▶ _How to complete this task_
Provide the count of lines below where "impl" occurs, with no other output.
** Data for processing follows **
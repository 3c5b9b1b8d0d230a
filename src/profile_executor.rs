use crate::errors::{ChainError, ChainResult};
use crate::motion_state::Sample;
use crate::profile_chain::ProfileChain;

/// Steps through a generated [`ProfileChain`] in discrete ticks at a fixed
/// frequency, the way a control loop consumes a planned trajectory.
///
/// Tick `k` samples the chain at `start + k / freq`; the last tick is
/// clamped onto the chain end so the final state is always visited.
pub struct ProfileExecutor<'a> {
    /// The chain being executed
    chain: &'a ProfileChain,

    /// Update frequency in Hz
    freq: f64,

    /// Chain time range (start, end)
    span: (f64, f64),

    /// Current time-step in discrete ticks
    time: u64,

    /// The current instantaneous state
    inst: Sample,

    /// Set once the chain end has been sampled
    finished: bool,

    /// Iterator bookkeeping: the initial state has been yielded
    emitted: bool,
}

impl<'a> ProfileExecutor<'a> {
    /// Creates an executor positioned at the start of `chain`.
    pub fn new(chain: &'a ProfileChain, freq: u16) -> ChainResult<Self> {
        let freq = Self::check_freq(freq)?;
        let span = (chain.start_time()?, chain.end_time()?);
        let inst = chain.sample_point(span.0)?;
        Ok(Self {
            chain,
            freq,
            span,
            time: 0,
            inst,
            finished: span.1 <= span.0,
            emitted: false,
        })
    }

    /// Advances one tick. Past the chain end the final state is held.
    pub fn tick(&mut self) -> ChainResult<()> {
        if self.finished {
            return Ok(());
        }
        self.time += 1;
        let t = (self.span.0 + self.time as f64 / self.freq).min(self.span.1);
        self.inst = self.chain.sample_point(t)?;
        self.finished = t >= self.span.1;
        Ok(())
    }

    /// Returns to the first tick.
    pub fn reset(&mut self) -> ChainResult<()> {
        self.time = 0;
        self.inst = self.chain.sample_point(self.span.0)?;
        self.finished = self.span.1 <= self.span.0;
        self.emitted = false;
        Ok(())
    }

    /// Sets a new frequency in Hz. Takes effect from the next tick, counted
    /// from the chain start.
    pub fn set_freq(&mut self, freq: u16) -> ChainResult<()> {
        self.freq = Self::check_freq(freq)?;
        Ok(())
    }

    /// Returns the current acceleration.
    pub fn get_acc(&self) -> f64 {
        self.inst.acceleration
    }

    /// Returns the current velocity.
    pub fn get_vel(&self) -> f64 {
        self.inst.velocity
    }

    /// Returns the current position.
    pub fn get_pos(&self) -> f64 {
        self.inst.position
    }

    pub fn get_time(&self) -> f64 {
        self.inst.time
    }

    pub fn get_sample(&self) -> Sample {
        self.inst
    }

    pub fn is_finished(&self) -> bool {
        self.finished
    }

    fn check_freq(freq: u16) -> ChainResult<f64> {
        if freq == 0 {
            return Err(ChainError::InvalidFrequency { freq });
        }
        Ok(freq as f64)
    }
}

/// Yields the start sample, then one sample per tick up to and including
/// the chain end.
impl Iterator for ProfileExecutor<'_> {
    type Item = ChainResult<Sample>;

    fn next(&mut self) -> Option<Self::Item> {
        if !self.emitted {
            self.emitted = true;
            return Some(Ok(self.inst));
        }
        if self.finished {
            return None;
        }
        Some(self.tick().map(|_| self.inst))
    }
}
** End of Data for processing **
▶ _Exercise output_
2